Além disso, fragmentos das bactérias mortas vazaram do tumor. Esses pedaços de detritos chamavam a atenção das células imunológicas, que atacavam as células cancerígenas desmascaradas.
Dentro do tumor sitiado, as bactérias sobreviventes começaram a se multiplicar novamente. Quando a população cresceu o suficiente, a maioria cometeu suicídio mais uma vez – entregando outra bomba de nanocorpos e fragmentos.
O golpe duplo pode eliminar os tumores nos quais as bactérias foram injetadas.
Quando Dougan e seus colegas originalmente desenvolveram o nanocorpo CD47, reconheceram que transportá-lo para as células cancerígenas seria crucial para sua eficácia. Mas ele nunca imaginou que alguém iria escondê-lo dentro de um cavalo de Troia microbiano.

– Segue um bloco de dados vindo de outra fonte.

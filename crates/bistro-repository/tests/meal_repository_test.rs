//! Integration tests for MySqlMealRepository.
//!
//! These tests run against a real MySQL database using testcontainers and
//! need Docker, so they are ignored by default.

mod common;

use bistro_core::{BistroError, MealChanges, MealId, NewMeal};
use bistro_repository::{MealRepository, MySqlMealRepository};
use common::TestDatabase;

fn new_meal(title: &str, price: f64) -> NewMeal {
    NewMeal {
        title: title.to_string(),
        price,
        available_quantity: 10,
        image: None,
        description: Some(format!("{} of the day", title)),
    }
}

#[tokio::test]
#[ignore = "requires Docker"]
async fn test_save_and_find_by_id() {
    let db = TestDatabase::new().await;
    let repo = MySqlMealRepository::new(db.pool());

    let saved = repo.save(&new_meal("Soup", 5.0)).await.expect("Failed to save meal");
    assert!(saved.id.into_inner() > 0);
    assert_eq!(saved.title, "Soup");

    let found = repo
        .find_by_id(saved.id, false)
        .await
        .expect("Query failed")
        .expect("Meal not found");

    assert_eq!(found.id, saved.id);
    assert_eq!(found.price, 5.0);
    assert_eq!(found.description.as_deref(), Some("Soup of the day"));
}

#[tokio::test]
#[ignore = "requires Docker"]
async fn test_find_by_id_not_found() {
    let db = TestDatabase::new().await;
    let repo = MySqlMealRepository::new(db.pool());

    let result = repo.find_by_id(MealId::new(999), true).await.expect("Query failed");
    assert!(result.is_none());
}

#[tokio::test]
#[ignore = "requires Docker"]
async fn test_find_with_associations() {
    let db = TestDatabase::new().await;
    let repo = MySqlMealRepository::new(db.pool());

    let meal = repo.save(&new_meal("Stew", 8.0)).await.unwrap();
    let id = meal.id.into_inner();
    db.execute(&format!(
        "INSERT INTO ratings (meal_id, user_id, score) VALUES ({id}, 1, 4), ({id}, 2, 5)"
    ))
    .await;
    db.execute(&format!(
        "INSERT INTO comments (meal_id, user_id, content) VALUES ({id}, 1, 'Hearty')"
    ))
    .await;
    db.execute(&format!(
        "INSERT INTO meal_order_details (meal_id, order_id, quantity, price) VALUES ({id}, 30, 2, 8.0)"
    ))
    .await;

    let bare = repo.find_by_id(meal.id, false).await.unwrap().unwrap();
    assert!(bare.ratings.is_empty());

    let full = repo.find_by_id(meal.id, true).await.unwrap().unwrap();
    assert_eq!(full.ratings.len(), 2);
    assert_eq!(full.comments[0].content, "Hearty");
    assert_eq!(full.meal_order_details[0].quantity, 2);
    assert_eq!(full.average_rating(), Some(4.5));
}

#[tokio::test]
#[ignore = "requires Docker"]
async fn test_find_all_with_ratings() {
    let db = TestDatabase::new().await;
    let repo = MySqlMealRepository::new(db.pool());

    let soup = repo.save(&new_meal("Soup", 5.0)).await.unwrap();
    repo.save(&new_meal("Salad", 4.0)).await.unwrap();
    db.execute(&format!(
        "INSERT INTO ratings (meal_id, user_id, score) VALUES ({}, 1, 3)",
        soup.id
    ))
    .await;

    let meals = repo.find_all_with_ratings().await.unwrap();
    assert_eq!(meals.len(), 2);
    assert_eq!(meals[0].ratings.len(), 1);
    assert!(meals[1].ratings.is_empty());
}

#[tokio::test]
#[ignore = "requires Docker"]
async fn test_update_merges_fields() {
    let db = TestDatabase::new().await;
    let repo = MySqlMealRepository::new(db.pool());

    let meal = repo.save(&new_meal("Soup", 5.0)).await.unwrap();
    let changes = MealChanges {
        price: Some(6.0),
        ..MealChanges::default()
    };

    let updated = repo.update(meal.id, &changes).await.unwrap();
    assert_eq!(updated.price, 6.0);
    assert_eq!(updated.title, "Soup");
    assert_eq!(updated.available_quantity, 10);
}

#[tokio::test]
#[ignore = "requires Docker"]
async fn test_update_missing_meal() {
    let db = TestDatabase::new().await;
    let repo = MySqlMealRepository::new(db.pool());

    let result = repo
        .update(MealId::new(4242), &MealChanges::default())
        .await;
    assert!(matches!(result, Err(BistroError::NotFound { .. })));
}

#[tokio::test]
#[ignore = "requires Docker"]
async fn test_delete_and_count() {
    let db = TestDatabase::new().await;
    let repo = MySqlMealRepository::new(db.pool());

    let meal = repo.save(&new_meal("Soup", 5.0)).await.unwrap();
    repo.save(&new_meal("Salad", 4.0)).await.unwrap();
    assert_eq!(repo.count().await.unwrap(), 2);

    assert!(repo.delete(meal.id).await.unwrap());
    assert!(!repo.delete(meal.id).await.unwrap());
    assert_eq!(repo.count().await.unwrap(), 1);
}
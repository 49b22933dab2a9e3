//! Database connection pool management.

use bistro_config::DatabaseConfig;
use bistro_core::{BistroError, BistroResult, HealthCheck, HealthStatus, Interface};
use async_trait::async_trait;
use shaku::Component;
use sqlx::mysql::{MySqlPool, MySqlPoolOptions};
use std::sync::Arc;
use tracing::{info, warn};

/// Interface for database pool operations.
///
/// This trait abstracts database pool functionality for dependency injection.
#[async_trait]
pub trait DatabasePoolInterface: Interface + Send + Sync {
    /// Returns a reference to the underlying MySQL pool.
    fn inner(&self) -> &MySqlPool;

    /// Checks if the database connection is healthy.
    async fn health_check(&self) -> BistroResult<()>;

    /// Runs database migrations.
    async fn run_migrations(&self) -> BistroResult<()>;

    /// Closes the database pool.
    async fn close(&self);
}

/// Database pool wrapper.
#[derive(Component)]
#[shaku(interface = DatabasePoolInterface)]
pub struct DatabasePool {
    pool: MySqlPool,
}

impl DatabasePool {
    /// Creates a new database pool from configuration.
    pub async fn connect(config: &DatabaseConfig) -> BistroResult<Self> {
        info!("Connecting to MySQL database...");

        let pool = MySqlPoolOptions::new()
            .min_connections(config.min_connections)
            .max_connections(config.max_connections)
            .acquire_timeout(config.connect_timeout())
            .idle_timeout(Some(config.idle_timeout()))
            .connect(&config.url)
            .await
            .map_err(|e| {
                warn!("Failed to connect to database: {}", e);
                BistroError::Database(format!("Failed to connect: {}", e))
            })?;

        info!("MySQL connection pool established");
        Ok(Self { pool })
    }

    /// Wraps a pre-existing pool (for Shaku injection).
    #[must_use]
    pub fn with_pool(pool: MySqlPool) -> Self {
        Self { pool }
    }
}

#[async_trait]
impl DatabasePoolInterface for DatabasePool {
    fn inner(&self) -> &MySqlPool {
        &self.pool
    }

    async fn health_check(&self) -> BistroResult<()> {
        sqlx::query("SELECT 1")
            .execute(&self.pool)
            .await
            .map_err(|e| BistroError::Database(format!("Health check failed: {}", e)))?;
        Ok(())
    }

    async fn run_migrations(&self) -> BistroResult<()> {
        info!("Running database migrations...");
        sqlx::migrate!("../../migrations")
            .run(&self.pool)
            .await
            .map_err(|e| BistroError::Database(format!("Migration failed: {}", e)))?;
        info!("Database migrations completed");
        Ok(())
    }

    async fn close(&self) {
        info!("Closing database connection pool...");
        self.pool.close().await;
        info!("Database connection pool closed");
    }
}

impl std::fmt::Debug for DatabasePool {
    fn fmt(&self, f: &mut std::fmt::Formatter<'_>) -> std::fmt::Result {
        f.debug_struct("DatabasePool")
            .field("size", &self.pool.size())
            .field("num_idle", &self.pool.num_idle())
            .finish()
    }
}

/// Readiness probe for the database pool.
pub struct DatabaseHealthCheck {
    pool: Arc<dyn DatabasePoolInterface>,
}

impl DatabaseHealthCheck {
    /// Creates a probe over the given pool.
    #[must_use]
    pub fn new(pool: Arc<dyn DatabasePoolInterface>) -> Self {
        Self { pool }
    }
}

#[async_trait]
impl HealthCheck for DatabaseHealthCheck {
    fn name(&self) -> &str {
        "database"
    }

    async fn check(&self) -> HealthStatus {
        match self.pool.health_check().await {
            Ok(()) => HealthStatus::Healthy,
            Err(e) => HealthStatus::Unhealthy(e.to_string()),
        }
    }
}

/// Creates a shared database pool.
pub async fn create_pool(config: &DatabaseConfig) -> BistroResult<Arc<DatabasePool>> {
    let pool = DatabasePool::connect(config).await?;
    Ok(Arc::new(pool))
}
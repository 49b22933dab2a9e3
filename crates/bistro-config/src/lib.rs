//! # Bistro Config
//!
//! Configuration management for the Bistro backend.
//! Supports layered configuration from files, environment variables,
//! and runtime refresh.

mod app_config;
mod loader;
mod validation;

pub use app_config::*;
pub use loader::*;
pub use validation::*;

“Adoro quando esse tipo de coisa acontece”, disse ele. “É uma grande pequena máquina.”
Sem efeitos colaterais
A abordagem também tem o potencial de reduzir os efeitos colaterais do tratamento do câncer. Em vez de inundar o corpo dos camundongos com medicamentos, as bactérias coordenaram ataques direcionados aos tumores. E, graças ao seu pequeno tamanho, os nanocorpos que vazaram das células cancerígenas foram rapidamente eliminados pelo corpo.
Arpaia e seus colegas relataram um benefício adicional. Depois de matarem um tumor com bactérias, outros tumores nos ratos também encolheram. É possível que as bactérias tenham ajudado o sistema imunológico a reconhecer outras células cancerígenas.
Danino cofundou uma empresa, a GenCirq, que está explorando o uso dessas bactérias reprogramadas para tratamento de câncer. Arpaia faz parte da diretoria.
Fígado: um dos órgãos beneficiados
O objetivo é tratar algumas formas de câncer metastático com uma pílula de bactérias programadas. Em pesquisas anteriores, Danino e colegas mostraram que bactérias engolidas por camundongos podem atingir o fígado e invadir tumores lá.
Isso é significativo, porque o fígado é frequentemente colonizado por câncer metastático. Se as bactérias geneticamente reprogramadas ajudarem as células do sistema imunológico a reconhecer um tumor lá, podem ser capazes de atacar o câncer em outras partes do corpo.
Dougan ressaltou que as bactérias geneticamente reprogramadas podem não ser tão poderosas nas pessoas quanto parecem ser nos ratos.
“Temos basicamente o mesmo encanamento [que os ratos], mas em escala muito maior”, disse Michael Dougan, imunologista. “Isso significa que as coisas não se movem com tanta eficiência de uma parte para outra de uma pessoa.”
O novo estudo demonstra até que ponto chegou o campo da biologia sintética nos últimos anos, disse Tim Lu, biólogo computacional do Instituto de Tecnologia de Massachusetts e cofundador da Synlogic, que também está reprogramando as bactérias para combater o câncer. “Essas coisas não são vistas apenas como coisas loucas para brincar”, disse Lu. “Elas poderiam realmente chegar aos pacientes.”